[Collected data]

▽

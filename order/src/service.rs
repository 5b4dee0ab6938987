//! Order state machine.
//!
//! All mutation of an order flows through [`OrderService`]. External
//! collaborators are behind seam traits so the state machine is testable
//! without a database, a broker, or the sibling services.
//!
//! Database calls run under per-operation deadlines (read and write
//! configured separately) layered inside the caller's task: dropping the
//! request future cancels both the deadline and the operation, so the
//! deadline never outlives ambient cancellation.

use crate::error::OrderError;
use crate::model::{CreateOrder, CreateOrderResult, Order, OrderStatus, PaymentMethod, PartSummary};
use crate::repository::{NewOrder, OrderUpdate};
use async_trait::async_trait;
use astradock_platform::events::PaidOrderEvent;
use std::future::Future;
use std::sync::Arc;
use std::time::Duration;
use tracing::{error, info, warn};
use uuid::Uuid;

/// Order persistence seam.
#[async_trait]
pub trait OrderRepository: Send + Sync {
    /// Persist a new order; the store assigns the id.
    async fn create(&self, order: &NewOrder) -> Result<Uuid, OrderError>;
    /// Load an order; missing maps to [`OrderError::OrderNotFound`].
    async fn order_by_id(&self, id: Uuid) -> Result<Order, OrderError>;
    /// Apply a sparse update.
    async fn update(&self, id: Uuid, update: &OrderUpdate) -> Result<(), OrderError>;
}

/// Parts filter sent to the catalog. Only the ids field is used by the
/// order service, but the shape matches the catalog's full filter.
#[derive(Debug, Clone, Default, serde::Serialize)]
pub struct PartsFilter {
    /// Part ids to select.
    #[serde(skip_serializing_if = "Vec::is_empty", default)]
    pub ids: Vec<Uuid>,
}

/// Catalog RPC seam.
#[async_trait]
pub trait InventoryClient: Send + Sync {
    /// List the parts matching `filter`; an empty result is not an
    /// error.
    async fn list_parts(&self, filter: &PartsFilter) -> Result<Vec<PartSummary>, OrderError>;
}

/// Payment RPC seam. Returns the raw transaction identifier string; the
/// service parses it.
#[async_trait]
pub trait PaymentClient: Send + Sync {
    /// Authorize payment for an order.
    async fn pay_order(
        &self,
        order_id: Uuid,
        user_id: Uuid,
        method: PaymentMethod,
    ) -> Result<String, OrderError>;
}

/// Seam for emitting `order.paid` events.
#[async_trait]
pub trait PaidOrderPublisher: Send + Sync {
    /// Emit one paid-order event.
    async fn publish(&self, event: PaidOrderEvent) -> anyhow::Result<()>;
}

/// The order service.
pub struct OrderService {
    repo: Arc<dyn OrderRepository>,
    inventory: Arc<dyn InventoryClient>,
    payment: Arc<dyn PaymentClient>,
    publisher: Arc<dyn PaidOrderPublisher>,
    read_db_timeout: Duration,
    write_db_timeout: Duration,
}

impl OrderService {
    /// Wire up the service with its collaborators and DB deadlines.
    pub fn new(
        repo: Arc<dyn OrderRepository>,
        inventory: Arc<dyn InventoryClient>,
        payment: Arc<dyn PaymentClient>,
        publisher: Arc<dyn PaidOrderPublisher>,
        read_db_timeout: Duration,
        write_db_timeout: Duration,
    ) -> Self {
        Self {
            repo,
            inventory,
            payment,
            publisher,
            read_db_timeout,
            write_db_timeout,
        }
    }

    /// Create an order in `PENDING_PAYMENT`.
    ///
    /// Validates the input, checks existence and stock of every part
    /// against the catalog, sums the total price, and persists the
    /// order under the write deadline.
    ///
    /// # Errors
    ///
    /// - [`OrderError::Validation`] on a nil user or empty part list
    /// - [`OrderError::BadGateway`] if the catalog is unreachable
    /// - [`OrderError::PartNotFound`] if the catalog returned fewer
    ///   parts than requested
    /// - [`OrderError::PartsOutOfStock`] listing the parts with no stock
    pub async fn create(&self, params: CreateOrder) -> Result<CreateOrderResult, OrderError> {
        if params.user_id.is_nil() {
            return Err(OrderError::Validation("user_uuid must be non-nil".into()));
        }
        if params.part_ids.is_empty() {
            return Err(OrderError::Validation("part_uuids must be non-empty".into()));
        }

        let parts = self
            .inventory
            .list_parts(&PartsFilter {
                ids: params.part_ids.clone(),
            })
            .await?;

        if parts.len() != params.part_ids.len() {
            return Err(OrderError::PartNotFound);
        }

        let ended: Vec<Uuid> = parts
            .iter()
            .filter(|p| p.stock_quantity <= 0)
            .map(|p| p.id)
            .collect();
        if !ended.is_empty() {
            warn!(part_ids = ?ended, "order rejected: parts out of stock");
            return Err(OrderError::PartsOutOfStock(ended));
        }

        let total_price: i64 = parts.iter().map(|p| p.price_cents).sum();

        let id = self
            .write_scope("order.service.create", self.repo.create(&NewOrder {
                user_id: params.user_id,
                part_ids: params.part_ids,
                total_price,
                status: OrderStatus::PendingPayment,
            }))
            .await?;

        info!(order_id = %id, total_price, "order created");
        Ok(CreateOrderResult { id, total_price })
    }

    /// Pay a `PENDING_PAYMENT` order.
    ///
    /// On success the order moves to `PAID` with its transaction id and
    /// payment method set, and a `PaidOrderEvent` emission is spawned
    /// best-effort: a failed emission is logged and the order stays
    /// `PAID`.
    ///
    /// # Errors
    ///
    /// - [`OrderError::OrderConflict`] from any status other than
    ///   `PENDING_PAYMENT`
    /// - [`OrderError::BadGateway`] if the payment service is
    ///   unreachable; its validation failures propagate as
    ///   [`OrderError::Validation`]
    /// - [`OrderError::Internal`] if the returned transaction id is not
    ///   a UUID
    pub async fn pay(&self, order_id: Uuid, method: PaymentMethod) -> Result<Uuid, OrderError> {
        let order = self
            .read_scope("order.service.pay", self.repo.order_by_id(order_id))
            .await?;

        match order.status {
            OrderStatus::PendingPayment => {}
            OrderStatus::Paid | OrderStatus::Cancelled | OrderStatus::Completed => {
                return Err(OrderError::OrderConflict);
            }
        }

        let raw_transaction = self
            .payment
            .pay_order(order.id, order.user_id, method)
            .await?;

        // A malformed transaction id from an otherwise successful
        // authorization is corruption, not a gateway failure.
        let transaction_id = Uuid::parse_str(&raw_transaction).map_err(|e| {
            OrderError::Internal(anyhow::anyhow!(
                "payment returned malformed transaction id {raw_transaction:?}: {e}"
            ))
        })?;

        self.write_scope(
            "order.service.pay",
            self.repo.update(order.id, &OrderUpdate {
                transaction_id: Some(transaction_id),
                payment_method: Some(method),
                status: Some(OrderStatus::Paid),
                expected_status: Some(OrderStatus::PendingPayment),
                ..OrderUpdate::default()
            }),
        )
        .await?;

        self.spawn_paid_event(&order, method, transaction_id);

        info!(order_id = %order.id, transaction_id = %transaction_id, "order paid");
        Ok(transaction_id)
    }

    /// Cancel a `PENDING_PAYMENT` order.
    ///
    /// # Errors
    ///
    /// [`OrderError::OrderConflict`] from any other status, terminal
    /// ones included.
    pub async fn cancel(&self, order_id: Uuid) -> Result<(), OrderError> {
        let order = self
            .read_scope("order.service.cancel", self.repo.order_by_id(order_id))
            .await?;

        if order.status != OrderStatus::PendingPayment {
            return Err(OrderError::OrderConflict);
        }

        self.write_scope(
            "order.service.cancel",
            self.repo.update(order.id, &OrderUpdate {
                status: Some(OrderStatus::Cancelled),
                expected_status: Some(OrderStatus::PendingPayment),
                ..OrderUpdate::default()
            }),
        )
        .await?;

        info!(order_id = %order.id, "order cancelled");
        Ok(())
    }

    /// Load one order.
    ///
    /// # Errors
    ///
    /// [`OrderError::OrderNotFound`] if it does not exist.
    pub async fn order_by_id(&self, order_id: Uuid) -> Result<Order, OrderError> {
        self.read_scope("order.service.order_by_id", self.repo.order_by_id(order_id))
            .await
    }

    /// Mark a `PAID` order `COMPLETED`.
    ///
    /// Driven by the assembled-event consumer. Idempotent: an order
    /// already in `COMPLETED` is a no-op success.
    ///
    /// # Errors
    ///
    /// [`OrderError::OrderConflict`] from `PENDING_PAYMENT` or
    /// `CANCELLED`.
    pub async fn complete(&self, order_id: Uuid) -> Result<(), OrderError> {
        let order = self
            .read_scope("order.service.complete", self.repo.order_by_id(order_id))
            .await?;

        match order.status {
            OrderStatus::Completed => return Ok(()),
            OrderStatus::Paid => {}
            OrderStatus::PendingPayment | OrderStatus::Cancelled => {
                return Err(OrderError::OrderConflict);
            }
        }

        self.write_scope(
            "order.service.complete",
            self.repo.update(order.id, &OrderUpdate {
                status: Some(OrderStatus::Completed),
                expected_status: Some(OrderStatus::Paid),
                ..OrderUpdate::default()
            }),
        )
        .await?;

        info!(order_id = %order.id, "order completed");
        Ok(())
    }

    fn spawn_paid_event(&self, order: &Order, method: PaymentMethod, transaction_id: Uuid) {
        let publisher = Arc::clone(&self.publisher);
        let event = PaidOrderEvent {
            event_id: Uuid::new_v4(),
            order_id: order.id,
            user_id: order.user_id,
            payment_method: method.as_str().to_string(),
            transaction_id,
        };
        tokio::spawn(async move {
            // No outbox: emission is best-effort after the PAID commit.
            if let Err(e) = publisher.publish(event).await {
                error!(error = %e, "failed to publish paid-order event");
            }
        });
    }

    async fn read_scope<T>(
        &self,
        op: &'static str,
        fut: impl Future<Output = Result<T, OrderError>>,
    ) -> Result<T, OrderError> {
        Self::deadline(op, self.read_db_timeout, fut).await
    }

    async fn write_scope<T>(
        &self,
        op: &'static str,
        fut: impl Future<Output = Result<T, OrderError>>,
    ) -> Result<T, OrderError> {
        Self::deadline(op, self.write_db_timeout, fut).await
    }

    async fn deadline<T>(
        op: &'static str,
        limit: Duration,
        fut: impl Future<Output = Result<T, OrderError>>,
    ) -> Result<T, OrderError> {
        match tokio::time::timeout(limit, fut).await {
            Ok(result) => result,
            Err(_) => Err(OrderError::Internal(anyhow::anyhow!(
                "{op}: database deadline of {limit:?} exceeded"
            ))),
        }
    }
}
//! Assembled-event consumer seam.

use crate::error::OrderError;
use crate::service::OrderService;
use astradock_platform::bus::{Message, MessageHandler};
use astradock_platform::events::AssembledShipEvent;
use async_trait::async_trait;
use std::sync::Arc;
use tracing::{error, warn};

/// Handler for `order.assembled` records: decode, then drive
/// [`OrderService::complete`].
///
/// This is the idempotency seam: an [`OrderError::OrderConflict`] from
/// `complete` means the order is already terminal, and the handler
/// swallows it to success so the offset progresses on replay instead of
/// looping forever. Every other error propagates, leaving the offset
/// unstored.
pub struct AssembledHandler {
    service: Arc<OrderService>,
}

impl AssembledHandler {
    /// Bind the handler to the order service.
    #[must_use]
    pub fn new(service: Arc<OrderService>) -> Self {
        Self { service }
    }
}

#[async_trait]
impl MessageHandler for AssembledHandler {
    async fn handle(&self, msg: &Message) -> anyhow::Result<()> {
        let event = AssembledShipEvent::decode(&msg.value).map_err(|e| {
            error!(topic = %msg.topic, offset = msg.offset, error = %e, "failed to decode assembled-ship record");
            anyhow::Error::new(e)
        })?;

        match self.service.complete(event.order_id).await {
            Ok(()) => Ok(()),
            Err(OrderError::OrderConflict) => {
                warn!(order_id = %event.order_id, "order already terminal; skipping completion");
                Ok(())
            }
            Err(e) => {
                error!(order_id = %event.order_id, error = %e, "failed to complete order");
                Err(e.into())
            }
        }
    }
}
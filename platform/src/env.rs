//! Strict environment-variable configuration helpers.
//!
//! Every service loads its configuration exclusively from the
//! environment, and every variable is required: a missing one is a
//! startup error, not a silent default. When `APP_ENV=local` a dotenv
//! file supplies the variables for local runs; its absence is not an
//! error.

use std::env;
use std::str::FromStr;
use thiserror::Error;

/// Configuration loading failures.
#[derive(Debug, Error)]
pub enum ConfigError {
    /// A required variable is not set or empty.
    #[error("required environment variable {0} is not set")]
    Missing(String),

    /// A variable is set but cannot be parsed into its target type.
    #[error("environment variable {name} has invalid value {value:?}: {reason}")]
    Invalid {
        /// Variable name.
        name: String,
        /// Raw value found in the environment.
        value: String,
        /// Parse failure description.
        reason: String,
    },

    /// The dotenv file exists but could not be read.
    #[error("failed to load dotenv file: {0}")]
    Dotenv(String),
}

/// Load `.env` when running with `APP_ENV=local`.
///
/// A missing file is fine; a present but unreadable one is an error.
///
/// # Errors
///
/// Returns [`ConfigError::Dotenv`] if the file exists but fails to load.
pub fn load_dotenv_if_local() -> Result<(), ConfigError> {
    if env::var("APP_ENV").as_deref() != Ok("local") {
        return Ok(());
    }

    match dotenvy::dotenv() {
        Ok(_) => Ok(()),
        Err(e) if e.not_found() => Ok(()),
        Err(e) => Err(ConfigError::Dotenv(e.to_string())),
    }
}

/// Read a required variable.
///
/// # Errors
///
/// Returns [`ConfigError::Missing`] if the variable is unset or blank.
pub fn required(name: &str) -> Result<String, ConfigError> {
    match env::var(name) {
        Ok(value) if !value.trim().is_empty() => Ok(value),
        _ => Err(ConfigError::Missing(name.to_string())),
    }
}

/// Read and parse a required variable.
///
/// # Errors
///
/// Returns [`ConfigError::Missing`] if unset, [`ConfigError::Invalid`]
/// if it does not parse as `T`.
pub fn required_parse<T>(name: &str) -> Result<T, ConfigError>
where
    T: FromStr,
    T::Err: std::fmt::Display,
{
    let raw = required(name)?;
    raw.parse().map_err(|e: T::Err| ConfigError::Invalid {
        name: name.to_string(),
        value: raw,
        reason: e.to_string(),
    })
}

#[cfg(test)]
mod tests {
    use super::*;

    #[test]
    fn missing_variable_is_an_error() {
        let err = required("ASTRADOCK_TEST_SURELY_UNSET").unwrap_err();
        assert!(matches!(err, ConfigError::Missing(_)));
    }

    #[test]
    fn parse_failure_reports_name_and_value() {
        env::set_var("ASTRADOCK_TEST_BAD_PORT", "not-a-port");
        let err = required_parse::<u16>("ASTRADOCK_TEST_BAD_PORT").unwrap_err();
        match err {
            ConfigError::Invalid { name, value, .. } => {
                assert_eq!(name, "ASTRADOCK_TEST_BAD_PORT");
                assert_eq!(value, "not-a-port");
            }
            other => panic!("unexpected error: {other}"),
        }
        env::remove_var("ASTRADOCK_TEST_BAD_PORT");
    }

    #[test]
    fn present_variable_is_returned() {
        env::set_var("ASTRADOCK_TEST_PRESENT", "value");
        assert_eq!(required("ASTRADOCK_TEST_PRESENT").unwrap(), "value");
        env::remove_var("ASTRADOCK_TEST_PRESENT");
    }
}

△

Problem description -> Look above for the line with "when running with"; retype exactly that line, every line after it up to the line with "#[cfg(test)]", and that line too, nothing else.

Answer to the problem ->
/// Load `.env` when running with `APP_ENV=local`.
///
/// A missing file is fine; a present but unreadable one is an error.
///
/// # Errors
///
/// Returns [`ConfigError::Dotenv`] if the file exists but fails to load.
pub fn load_dotenv_if_local() -> Result<(), ConfigError> {
    if env::var("APP_ENV").as_deref() != Ok("local") {
        return Ok(());
    }

    match dotenvy::dotenv() {
        Ok(_) => Ok(()),
        Err(e) if e.not_found() => Ok(()),
        Err(e) => Err(ConfigError::Dotenv(e.to_string())),
    }
}

/// Read a required variable.
///
/// # Errors
///
/// Returns [`ConfigError::Missing`] if the variable is unset or blank.
pub fn required(name: &str) -> Result<String, ConfigError> {
    match env::var(name) {
        Ok(value) if !value.trim().is_empty() => Ok(value),
        _ => Err(ConfigError::Missing(name.to_string())),
    }
}

/// Read and parse a required variable.
///
/// # Errors
///
/// Returns [`ConfigError::Missing`] if unset, [`ConfigError::Invalid`]
/// if it does not parse as `T`.
pub fn required_parse<T>(name: &str) -> Result<T, ConfigError>
where
    T: FromStr,
    T::Err: std::fmt::Display,
{
    let raw = required(name)?;
    raw.parse().map_err(|e: T::Err| ConfigError::Invalid {
        name: name.to_string(),
        value: raw,
        reason: e.to_string(),
    })
}

#[cfg(test)]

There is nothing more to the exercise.